Pressure releases a transferable endothelial contractile factor in cat cerebral arteries.

Abstract

When exposed to an increasing transmural pressure, middle cerebral arteries of the cat exhibit reduction of internal diameter which is mediated by vascular muscle cell depolarization. This laboratory has recently demonstrated that this "pressure-induced" activation is dependent upon the presence of an intact endothelium. The present studies were undertaken to determine if this phenomenon is due to inhibition of tonically released endothelium-derived relaxing factors (EDRF) or release of a contractile substance. When cerebral arterial segments were pressurized to between 40 and 160 mm Hg there was 13.2% reduction in internal diameter accompanied by significant muscle cell depolarization from -53 +/- 2.7 to -22 +/- 1.4 mV. There was a significant positive correlation between the delta Em and step increases in transmural pressure.
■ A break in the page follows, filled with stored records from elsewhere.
use std::collections::BTreeMap;

use chrono::NaiveDate;
use serde::Serialize;

use powerpick_db::models::{validate_draw, ComboKey};
use powerpick_db::source::DrawSource;

use crate::assistants::explain::{explain, Explanation};
use crate::assistants::AssistantId;
use crate::context::check_windows;
use crate::engine::RecommendationEngine;
use crate::error::{EngineError, Result};
use crate::guard::{BlockReason, DuplicateGuard, Verdict};

#[derive(Debug, Clone, PartialEq, Serialize)]
pub struct RescoreReport {
    pub target_date: NaiveDate,
    pub whites: [u8; 5],
    pub powerball: u8,
    pub key: String,
    pub is_historical: bool,
    pub valid: bool,
    pub near_duplicate: Option<BlockReason>,
    pub results: BTreeMap<AssistantId, Explanation>,
}

/// Évalue une grille arbitraire sous chaque assistant.
pub fn rescore(
    engine: &RecommendationEngine,
    source: &dyn DrawSource,
    date: NaiveDate,
    windows: &[usize],
    assistant_ids: Option<&[AssistantId]>,
    whites: [u8; 5],
    powerball: u8,
) -> Result<RescoreReport> {
    validate_draw(&whites, powerball).map_err(|e| EngineError::InvalidCombo(e.to_string()))?;
    check_windows(windows)?;

    let mut sorted = whites;
    sorted.sort_unstable();
    let key = ComboKey::new(&sorted, powerball);

    let guard = engine.config().guard;
    let prepared = engine.prepare(source, date, windows, guard.lookback)?;
    let ctx = &prepared.ctx;
    let is_historical = ctx.is_historical(&key);
    let near_duplicate = match DuplicateGuard::new(ctx, guard).check_combo(&sorted, powerball) {
        Verdict::Blocked(reason) => Some(reason),
        Verdict::Accept => None,
    };

    let ids = AssistantId::resolve(assistant_ids);
    let assistants = engine.registry().build(&ids, &prepared.book)?;
    let results = assistants
        .iter()
        .map(|a| (a.id, explain(a, ctx, &sorted, powerball)))
        .collect();

    log::debug!("Rescore {} pour le {} : historique={}", key, date, is_historical);

    Ok(RescoreReport {
        target_date: date,
        whites: sorted,
        powerball,
        key: key.to_string(),
        is_historical,
        valid: !is_historical,
        near_duplicate,
        results,
    })
}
These excitatory responses were lost and vessels dilated to pressure when the endothelium was removed. Upon exposing the denuded vessel to a pressurized intact donor, the denuded vessel recovered its ability to contract and depolarize suggesting that a contractile substance might be released from the vascular endothelium upon pressurization. The EDRF antagonist oxyhemoglobin did not alter the excitatory response to pressure in these isolated cerebral arteries further suggesting that the reduction in diameter and muscle cell depolarization results from the release of a contractile substance from the vascular endothelium and not inhibition of EDRF.